* TASK PROMPT *
Which lines of the entries below run from the one holding "- Validate the" to the one holding "File read failure", inclusive? Set down exactly those lines and no others.

* RECORDS PROVIDED *
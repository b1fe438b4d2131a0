//! # Config Loader
//!
//! Scan profile loading and parsing.
//!
//! Responsibilities:
//! - Parse TOML/JSON profile files
//! - Validate the embedded `ScanConfig`
//! - Serialize profiles back for `linescan info`
//!
//! # Example
//!
//! ```no_run
//! use config_loader::ConfigLoader;
//! use std::path::Path;
//!
//! let profile = ConfigLoader::load_from_path(Path::new("gray.toml")).unwrap();
//! println!("lines: {}", profile.scan.geometry.total_output_lines);
//! ```

mod parser;
mod validator;

pub use contracts::ScanProfile;
pub use parser::ConfigFormat;

use contracts::ContractError;
use std::path::Path;

/// Profile loader
pub struct ConfigLoader;

impl ConfigLoader {
    /// Load a profile from file path
    ///
    /// Format is detected from the extension (.toml / .json).
    ///
    /// # Errors
    /// - File read failure
    /// - Unsupported format
    /// - Parse failure
    /// - Validation failure
    pub fn load_from_path(path: &Path) -> Result<ScanProfile, ContractError> {
        let format = Self::detect_format(path)?;
        let content = std::fs::read_to_string(path)?;
        Self::load_from_str(&content, format)
    }

    /// Load a profile from string
    ///
    /// # Errors
    /// - Parse failure
    /// - Validation failure
    pub fn load_from_str(content: &str, format: ConfigFormat) -> Result<ScanProfile, ContractError> {
        let profile = parser::parse(content, format)?;
        validator::validate(&profile)?;
        Ok(profile)
    }

    pub fn to_toml(profile: &ScanProfile) -> Result<String, ContractError> {
        toml::to_string_pretty(profile)
            .map_err(|e| ContractError::config_parse(format!("TOML serialize error: {e}")))
    }

    pub fn to_json(profile: &ScanProfile) -> Result<String, ContractError> {
        serde_json::to_string_pretty(profile)
            .map_err(|e| ContractError::config_parse(format!("JSON serialize error: {e}")))
    }

    fn detect_format(path: &Path) -> Result<ConfigFormat, ContractError> {
        let ext = path.extension().and_then(|e| e.to_str()).ok_or_else(|| {
            ContractError::config_parse("cannot determine file format from extension")
        })?;

        ConfigFormat::from_extension(ext).ok_or_else(|| {
            ContractError::config_parse(format!("unsupported config format: .{ext}"))
        })
    }
}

* EXERCISE ANSWER *
//! - Validate the embedded `ScanConfig`
//! - Serialize profiles back for `linescan info`
//!
//! # Example
//!
//! ```no_run
//! use config_loader::ConfigLoader;
//! use std::path::Path;
//!
//! let profile = ConfigLoader::load_from_path(Path::new("gray.toml")).unwrap();
//! println!("lines: {}", profile.scan.geometry.total_output_lines);
//! ```

mod parser;
mod validator;

pub use contracts::ScanProfile;
pub use parser::ConfigFormat;

use contracts::ContractError;
use std::path::Path;

/// Profile loader
pub struct ConfigLoader;

impl ConfigLoader {
    /// Load a profile from file path
    ///
    /// Format is detected from the extension (.toml / .json).
    ///
    /// # Errors
    /// - File read failure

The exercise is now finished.